───── Records for processing ─────

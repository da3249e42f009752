//! Device push notifications.
//!
//! Delivery is best effort: callers log failures and carry on.

use std::time::Duration;

use async_trait::async_trait;
use serde::Serialize;
use thiserror::Error;
use tracing::info;

#[derive(Debug, Clone, PartialEq, Eq, Serialize)]
pub struct PushMessage {
    pub title: String,
    pub body: String,
}

impl PushMessage {
    pub fn new(title: impl Into<String>, body: impl Into<String>) -> Self {
        Self {
            title: title.into(),
            body: body.into(),
        }
    }
}

#[derive(Debug, Error)]
pub enum PushError {
    #[error("Push request failed: {0}")]
    Transport(#[from] reqwest::Error),

    #[error("Push gateway rejected the message (status={status}): {body}")]
    Rejected { status: u16, body: String },
}

#[async_trait]
pub trait PushSender: Send + Sync {
    async fn send(&self, device_token: &str, message: &PushMessage) -> Result<(), PushError>;
}

#[derive(Debug, Serialize)]
struct PushBody<'a> {
    to: &'a str,
    notification: &'a PushMessage,
}

/// Posts messages to an FCM-style HTTP gateway.
pub struct HttpPush {
    client: reqwest::Client,
    endpoint: String,
    server_key: Option<String>,
}

impl HttpPush {
    pub fn new(
        endpoint: impl Into<String>,
        server_key: Option<String>,
        timeout: Duration,
    ) -> Result<Self, PushError> {
        let client = reqwest::Client::builder()
            .timeout(timeout)
            .user_agent(concat!("trefla-server/", env!("CARGO_PKG_VERSION")))
            .build()?;
        Ok(Self {
            client,
            endpoint: endpoint.into(),
            server_key,
        })
    }
}

#[async_trait]
impl PushSender for HttpPush {
    async fn send(&self, device_token: &str, message: &PushMessage) -> Result<(), PushError> {
        let mut request = self.client.post(&self.endpoint).json(&PushBody {
            to: device_token,
            notification: message,
        });
        if let Some(key) = &self.server_key {
            request = request.header("Authorization", format!("key={key}"));
        }

        let resp = request.send().await?;
        let status = resp.status();
        if status.is_success() {
            return Ok(());
        }

        let body = resp.text().await.unwrap_or_default();
        Err(PushError::Rejected {
            status: status.as_u16(),
            body,
        })
    }
}

/// Used when no push gateway is configured.
pub struct LogPush;

#[async_trait]
impl PushSender for LogPush {
    async fn send(&self, device_token: &str, message: &PushMessage) -> Result<(), PushError> {
        info!(
            token_len = device_token.len(),
            title = %message.title,
            "Push gateway not configured, message not sent"
        );
        Ok(())
    }
}


#[cfg(test)]
mod tests {
    use super::*;

    #[test]
    fn body_uses_gateway_shape() {
        let message = PushMessage::new("Card verified", "Your card XYZ was verified");
        let json = serde_json::to_value(PushBody {
            to: "device-1",
            notification: &message,
        })
        .unwrap();

        assert_eq!(json["to"], "device-1");
        assert_eq!(json["notification"]["title"], "Card verified");
    }

    #[tokio::test]
    async fn log_push_never_fails() {
        let message = PushMessage::new("t", "b");
        assert!(LogPush.send("token", &message).await.is_ok());
    }
}
//! Monthly fee status derivation.
//!
//! Status is a pure function of the current expected amount and the
//! allocations recorded so far. Nothing here is stored: after a fee
//! adjustment the same allocations can yield a different status, so a
//! month may move from paid back to partial or due.

use rust_decimal::Decimal;

use super::types::{FeeStatus, MonthlyStatus, ObligationSnapshot};

/// Returns the outstanding balance of a month, clamped at zero.
///
/// A month whose allocations exceed its (possibly reduced) expected
/// amount reports a zero balance, not a negative one.
#[must_use]
pub fn outstanding_balance(expected_amount: Decimal, paid_amount: Decimal) -> Decimal {
    (expected_amount - paid_amount).max(Decimal::ZERO)
}

/// Derives the payment status of a month from its amounts.
///
/// - `Paid` when nothing is outstanding (covers waived months where the
///   expected amount is zero)
/// - `Partial` when something is allocated but a balance remains
/// - `Due` when nothing is allocated
#[must_use]
pub fn derive_status(expected_amount: Decimal, paid_amount: Decimal) -> FeeStatus {
    if paid_amount >= expected_amount {
        FeeStatus::Paid
    } else if paid_amount > Decimal::ZERO {
        FeeStatus::Partial
    } else {
        FeeStatus::Due
    }
}

/// Builds the derived status row for one obligation.
#[must_use]
pub fn monthly_status(obligation: &ObligationSnapshot) -> MonthlyStatus {
    MonthlyStatus {
        obligation_id: obligation.id,
        month: obligation.month,
        expected_amount: obligation.expected_amount,
        paid_amount: obligation.paid_amount,
        balance: outstanding_balance(obligation.expected_amount, obligation.paid_amount),
        status: derive_status(obligation.expected_amount, obligation.paid_amount),
    }
}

─────

Work instruction :: The entries above must be repeated word for word.

Solution ::
repository da3249e42f009752
//! Device push notifications.
//!
//! Delivery is best effort: callers log failures and carry on.

use std::time::Duration;

use async_trait::async_trait;
use serde::Serialize;
use thiserror::Error;
use tracing::info;

#[derive(Debug, Clone, PartialEq, Eq, Serialize)]
pub struct PushMessage {
    pub title: String,
    pub body: String,
}

impl PushMessage {
    pub fn new(title: impl Into<String>, body: impl Into<String>) -> Self {
        Self {
            title: title.into(),
            body: body.into(),
        }
    }
}

#[derive(Debug, Error)]
pub enum PushError {
    #[error("Push request failed: {0}")]
    Transport(#[from] reqwest::Error),

    #[error("Push gateway rejected the message (status={status}): {body}")]
    Rejected { status: u16, body: String },
}

#[async_trait]
pub trait PushSender: Send + Sync {
    async fn send(&self, device_token: &str, message: &PushMessage) -> Result<(), PushError>;
}

#[derive(Debug, Serialize)]
struct PushBody<'a> {
    to: &'a str,
    notification: &'a PushMessage,
}

/// Posts messages to an FCM-style HTTP gateway.
pub struct HttpPush {
    client: reqwest::Client,
    endpoint: String,
    server_key: Option<String>,
}

impl HttpPush {
    pub fn new(
        endpoint: impl Into<String>,
        server_key: Option<String>,
        timeout: Duration,
    ) -> Result<Self, PushError> {
        let client = reqwest::Client::builder()
            .timeout(timeout)
            .user_agent(concat!("trefla-server/", env!("CARGO_PKG_VERSION")))
            .build()?;
        Ok(Self {
            client,
            endpoint: endpoint.into(),
            server_key,
        })
    }
}

#[async_trait]
impl PushSender for HttpPush {
    async fn send(&self, device_token: &str, message: &PushMessage) -> Result<(), PushError> {
        let mut request = self.client.post(&self.endpoint).json(&PushBody {
            to: device_token,
            notification: message,
        });
        if let Some(key) = &self.server_key {
            request = request.header("Authorization", format!("key={key}"));
        }

        let resp = request.send().await?;
        let status = resp.status();
        if status.is_success() {
            return Ok(());
        }

        let body = resp.text().await.unwrap_or_default();
        Err(PushError::Rejected {
            status: status.as_u16(),
            body,
        })
    }
}

/// Used when no push gateway is configured.
pub struct LogPush;

#[async_trait]
impl PushSender for LogPush {
    async fn send(&self, device_token: &str, message: &PushMessage) -> Result<(), PushError> {
        info!(
            token_len = device_token.len(),
            title = %message.title,
            "Push gateway not configured, message not sent"
        );
        Ok(())
    }
}


#[cfg(test)]
mod tests {
    use super::*;

    #[test]
    fn body_uses_gateway_shape() {
        let message = PushMessage::new("Card verified", "Your card XYZ was verified");
        let json = serde_json::to_value(PushBody {
            to: "device-1",
            notification: &message,
        })
        .unwrap();

        assert_eq!(json["to"], "device-1");
        assert_eq!(json["notification"]["title"], "Card verified");
    }

    #[tokio::test]
    async fn log_push_never_fails() {
        let message = PushMessage::new("t", "b");
        assert!(LogPush.send("token", &message).await.is_ok());
    }
}
//! Monthly fee status derivation.
//!
//! Status is a pure function of the current expected amount and the
//! allocations recorded so far. Nothing here is stored: after a fee
//! adjustment the same allocations can yield a different status, so a
//! month may move from paid back to partial or due.

use rust_decimal::Decimal;

use super::types::{FeeStatus, MonthlyStatus, ObligationSnapshot};

/// Returns the outstanding balance of a month, clamped at zero.
///
/// A month whose allocations exceed its (possibly reduced) expected
/// amount reports a zero balance, not a negative one.
#[must_use]
pub fn outstanding_balance(expected_amount: Decimal, paid_amount: Decimal) -> Decimal {
    (expected_amount - paid_amount).max(Decimal::ZERO)
}

/// Derives the payment status of a month from its amounts.
///
/// - `Paid` when nothing is outstanding (covers waived months where the
///   expected amount is zero)
/// - `Partial` when something is allocated but a balance remains
/// - `Due` when nothing is allocated
#[must_use]
pub fn derive_status(expected_amount: Decimal, paid_amount: Decimal) -> FeeStatus {
    if paid_amount >= expected_amount {
        FeeStatus::Paid
    } else if paid_amount > Decimal::ZERO {
        FeeStatus::Partial
    } else {
        FeeStatus::Due
    }
}

/// Builds the derived status row for one obligation.
#[must_use]
pub fn monthly_status(obligation: &ObligationSnapshot) -> MonthlyStatus {
    MonthlyStatus {
        obligation_id: obligation.id,
        month: obligation.month,
        expected_amount: obligation.expected_amount,
        paid_amount: obligation.paid_amount,
        balance: outstanding_balance(obligation.expected_amount, obligation.paid_amount),
        status: derive_status(obligation.expected_amount, obligation.paid_amount),
    }
}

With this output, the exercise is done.